Michiel van Gent
Tuesday 19 May 2015
Hide‐and‐seek by Epstein‐Barr virus: evasion of innate immunity
Promotor: Prof. dr. E.J.H.J. Wiertz
Defence: 19 May 2015
The human herpesvirus Epstein-Barr virus (EBV) is a large DNA virus that infects over 90% of the adult world population. While often present without obvious symptoms, EBV is causally involved in infectious mononucleosis and various malignancies of lymphoid and epithelial origin. The host innate immune system poses a first barrier against invading pathogens, inducing direct antiviral responses and orchestrating adaptive immunity. EBV establishes lifelong infections in immunocompetent hosts, withstanding elimination by the host immune system. Whereas many evasion mechanisms have been identified for the adaptive immune system, our knowledge on innate evasion strategies remains more obscure.
This thesis describes novel strategies employed by EBV to evade recognition and elimination by the innate immune system. We found that the EBV alkaline exonuclease BGLF5 destabilizes cellular mRNAs, thereby decreasing expression of proteins relevant in the initial detection of EBV particles, e.g. Toll-like receptor (TLR) 2 and TLR9. In addition, the conserved herpesvirus-encoded deubiquitinase, BPLF1 in EBV, targets several intermediates of the TLR signaling pathway to inhibit NF-κB mediated induction of proinflammatory mediators. Additionally, we show that EBV expresses a viral microRNA that interferes with the type I IFN-induced signaling pathway and reduces induction of antiviral interferon-stimulated genes.
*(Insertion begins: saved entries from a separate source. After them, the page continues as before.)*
//! Monotonic room ID allocation with wraparound.

use std::sync::atomic::{AtomicU64, Ordering};

/// The result of one allocation.
#[derive(Debug, Clone, Copy, PartialEq, Eq)]
pub struct Allocation {
    pub id: u64,
    /// `true` if this allocation hit the ceiling and started a new epoch.
    /// Every ID handed out before it is now ambiguous.
    pub epoch_reset: bool,
}

/// Hands out room IDs: 1, 2, 3, … strictly increasing within an epoch.
///
/// When the next ID would reach `ceiling`, the counter resets and the
/// allocation yields 0, the first ID of a fresh epoch. Increment-and-read
/// is a single atomic read-modify-write, so concurrent callers never see
/// the same ID within an epoch.
#[derive(Debug)]
pub struct RoomIdAllocator {
    counter: AtomicU64,
    ceiling: u64,
}

impl RoomIdAllocator {
    /// Creates an allocator whose first ID will be 1.
    ///
    /// A ceiling below 2 would reset on every call; it is raised to 2.
    pub fn new(ceiling: u64) -> Self {
        Self {
            counter: AtomicU64::new(0),
            ceiling: ceiling.max(2),
        }
    }

    /// Allocates the next ID.
    pub fn next(&self) -> Allocation {
        let ceiling = self.ceiling;
        let step = |n: u64| {
            let next = n + 1;
            if next >= ceiling { 0 } else { next }
        };
        // The closure always returns `Some`, so both arms carry the
        // previous value.
        let prev = match self.counter.fetch_update(
            Ordering::AcqRel,
            Ordering::Acquire,
            |n| Some(step(n)),
        ) {
            Ok(prev) | Err(prev) => prev,
        };
        let id = step(prev);
        Allocation {
            id,
            epoch_reset: prev + 1 >= ceiling,
        }
    }

    /// Resets the counter so the next allocation yields 1.
    pub fn reset(&self) {
        self.counter.store(0, Ordering::Release);
    }

    /// The most recently allocated ID (0 before the first allocation).
    pub fn current(&self) -> u64 {
        self.counter.load(Ordering::Acquire)
    }
}

#[cfg(test)]
mod tests {
    use std::collections::HashSet;
    use std::sync::Arc;

    use super::*;

    #[test]
    fn test_next_starts_at_one_and_increases() {
        let ids = RoomIdAllocator::new(100);
        let got: Vec<u64> = (0..5).map(|_| ids.next().id).collect();
        assert_eq!(got, vec![1, 2, 3, 4, 5]);
    }

    #[test]
    fn test_next_at_ceiling_wraps_to_zero_and_flags_reset() {
        let ids = RoomIdAllocator::new(3);
        assert_eq!(ids.next(), Allocation { id: 1, epoch_reset: false });
        assert_eq!(ids.next(), Allocation { id: 2, epoch_reset: false });
        assert_eq!(ids.next(), Allocation { id: 0, epoch_reset: true });
        assert_eq!(ids.next(), Allocation { id: 1, epoch_reset: false });
    }

    #[test]
    fn test_reset_restarts_at_one() {
        let ids = RoomIdAllocator::new(100);
        ids.next();
        ids.next();
        ids.reset();
        assert_eq!(ids.current(), 0);
        assert_eq!(ids.next().id, 1);
    }

    #[test]
    fn test_next_concurrent_callers_get_unique_ids() {
        let ids = Arc::new(RoomIdAllocator::new(1_000_000));
        let handles: Vec<_> = (0..8)
            .map(|_| {
                let ids = Arc::clone(&ids);
                std::thread::spawn(move || {
                    (0..500).map(|_| ids.next().id).collect::<Vec<_>>()
                })
            })
            .collect();

        let mut seen = HashSet::new();
        for handle in handles {
            for id in handle.join().expect("thread") {
                assert!(seen.insert(id), "duplicate id {id}");
            }
        }
        assert_eq!(seen.len(), 4000);
    }
}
The work described in this thesis shows that EBV has adopted a wide range of strategies to compromise host innate immune responses at various levels using viral proteins as well as miRNAs. These evasion mechanisms may contribute to the development of EBV-associated malignancies. Improving our insights into the interactions between EBV and the human host may thus aid in the development of novel strategies to combat EBV infections and diseases associated with this oncogenic herpesvirus. Furthermore, it increases our knowledge of the cellular pathways that are involved in antiviral defenses.